Interpretive Summary: Sugarcane yellow leaf disease (YLD) is found in all sugarcane growing areas in the world causing a yield reduction in cane and sugar production. The causal agent of YLD is a virus by its scientific name of sugarcane yellow leaf virus (SCYLV). This study was conducted to survey the distribution of the SCYLV across five major sugarcane production provinces in China. Leaf samples from 22 varieties showing YLD symptoms were collected and presence of the SCYLV in the leaf samples were detected by both immunological and nucleic acid-based laboratory methods. In addition, the whole or partial viral nucleotide sequences were amplified by a molecular gene amplification method called RT-PCR. These sequences were compared with other reported SCYLV sequences available from the GenBank database. The results showed that the real-time RT-PCR method is the most sensitive for SCYLV detection. Fourteen new Chinese SCYLV strains were confirmed to belong to one taxonomic group named BRA, although several other Chinese strains of SCYLV reported earlier belonged to PER (3 strains) or CHN1 (2 strains). This indicated that at least three taxonomic groups of SCYLV were causing the YLD in China. In addition, a Florida strain was found to belong to HAW group and a Louisiana strain belonged to BRA group. Another significant finding was a deletion of 49 nucleotides in the SCYLV strain CHN-GD3 locating at a position previously reported to be highly unstable. These results will help improve the efficiency of SCYLV detection in sugarcane fields and add some new knowledge to the biology of the virus.

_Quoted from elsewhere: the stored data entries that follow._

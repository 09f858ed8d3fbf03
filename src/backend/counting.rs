//! Usage accounting decorator.
//!
//! [`UsageCountingTools`] keeps a running total of the [`Usage`] of every
//! call made through it and publishes each call's usage on a broadcast
//! channel. Publishing never blocks; slow subscribers lag instead.

use super::{
    AvailableModel, EmbeddingPromptResult, LlmExecutionTools, ModelCapabilities, Prompt,
    PromptResult,
};
use crate::error::Result;
use crate::usage::Usage;
use async_trait::async_trait;
use std::sync::{Arc, Mutex};
use tokio::sync::broadcast;
use tracing::trace;

/// Default broadcast channel capacity.
const DEFAULT_CAPACITY: usize = 256;

/// Decorator counting the usage of the wrapped tools.
pub struct UsageCountingTools {
    inner: Arc<dyn LlmExecutionTools>,
    total: Mutex<Usage>,
    tx: broadcast::Sender<Usage>,
}

impl UsageCountingTools {
    pub fn new(inner: Arc<dyn LlmExecutionTools>) -> Self {
        let (tx, _) = broadcast::channel(DEFAULT_CAPACITY);
        Self {
            inner,
            total: Mutex::new(Usage::ZERO),
            tx,
        }
    }

    /// Sum of the usage of every call so far.
    pub fn total_usage(&self) -> Usage {
        *self.total.lock().unwrap_or_else(|e| e.into_inner())
    }

    /// Receive the usage of every call made after this point.
    pub fn subscribe(&self) -> broadcast::Receiver<Usage> {
        self.tx.subscribe()
    }

    fn record(&self, usage: Usage) {
        {
            let mut total = self.total.lock().unwrap_or_else(|e| e.into_inner());
            *total = total.merge(usage);
        }
        trace!(price = usage.price.value, "Recorded call usage");
        // No subscribers is fine.
        let _ = self.tx.send(usage);
    }
}

#[async_trait]
impl LlmExecutionTools for UsageCountingTools {
    fn title(&self) -> &str {
        self.inner.title()
    }

    fn description(&self) -> &str {
        self.inner.description()
    }

    fn capabilities(&self) -> ModelCapabilities {
        self.inner.capabilities()
    }

    async fn check_configuration(&self) -> Result<()> {
        self.inner.check_configuration().await
    }

    async fn list_models(&self) -> Result<Vec<AvailableModel>> {
        self.inner.list_models().await
    }

    async fn call_chat_model(&self, prompt: &Prompt) -> Result<PromptResult> {
        let result = self.inner.call_chat_model(prompt).await?;
        self.record(result.usage);
        Ok(result)
    }

    async fn call_completion_model(&self, prompt: &Prompt) -> Result<PromptResult> {
        let result = self.inner.call_completion_model(prompt).await?;
        self.record(result.usage);
        Ok(result)
    }

    async fn call_embedding_model(&self, prompt: &Prompt) -> Result<EmbeddingPromptResult> {
        let result = self.inner.call_embedding_model(prompt).await?;
        self.record(result.usage);
        Ok(result)
    }
}

impl std::fmt::Debug for UsageCountingTools {
    fn fmt(&self, f: &mut std::fmt::Formatter<'_>) -> std::fmt::Result {
        f.debug_struct("UsageCountingTools")
            .field("inner", &self.inner.title())
            .field("total_usage", &self.total_usage())
            .field("subscribers", &self.tx.receiver_count())
            .finish()
    }
}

Technical Abstract: Sugarcane yellow leaf virus (SCYLV), the causal agent of sugarcane yellow leaf disease (YLD), was first reported in China in 2006. In order to determine the distribution existence of SCYLV in major sugarcane-growing provinces in China, leaf samples were collected from 22 sugarcane clones (Saccharum spp. hybrids) showing YLD symptoms and subjected to SCYLV diagnosis by reverse transcriptase PCR (RT-PCR), real-time RT-PCR, and serological methods. The complete genomic sequence of a Chinese SCYLV isolate CHN-FJ1 (5,879 nt) and partial genomic sequences (2,915 nt) of 13 other Chinese SCYLV isolates from this study were amplified, cloned and sequenced. The complete genomic sequence of CHN-FJ1 shared a high similarity value (98.8%-99.1%) with the isolates of BRA genotype and low similarity (86.1%-86.9%) with the two isolates of CHN1 genotype. Based on either the full or partial genomic sequences, the genetic diversity of these 14 Chinese SCYLV isolates was assessed along with 33 reported SCYLV isolates from the GenBank database representing worldwide origins. Phylogenetic analysis demonstrated that all the 14 Chinese isolates were clustered together in the BRA genotype group with seven other reported isolates. In addition, five reported Chinese SCYLV isolates were grouped in either genotype PER or genotype CHN1. Therefore, we speculated that at least three SCYLV genotypes (BRA, CHN1, and PER) were associated with YLD in China. Interestingly, a 49-nt deletion was found in the genomic sequence of CHN-GD3 isolate, locating in the middle of the ORF1 adjacent to the overlap between ORFs 1 and 2. This location was previously reported as one of the recombination breakpoints in the Luteoviridae family.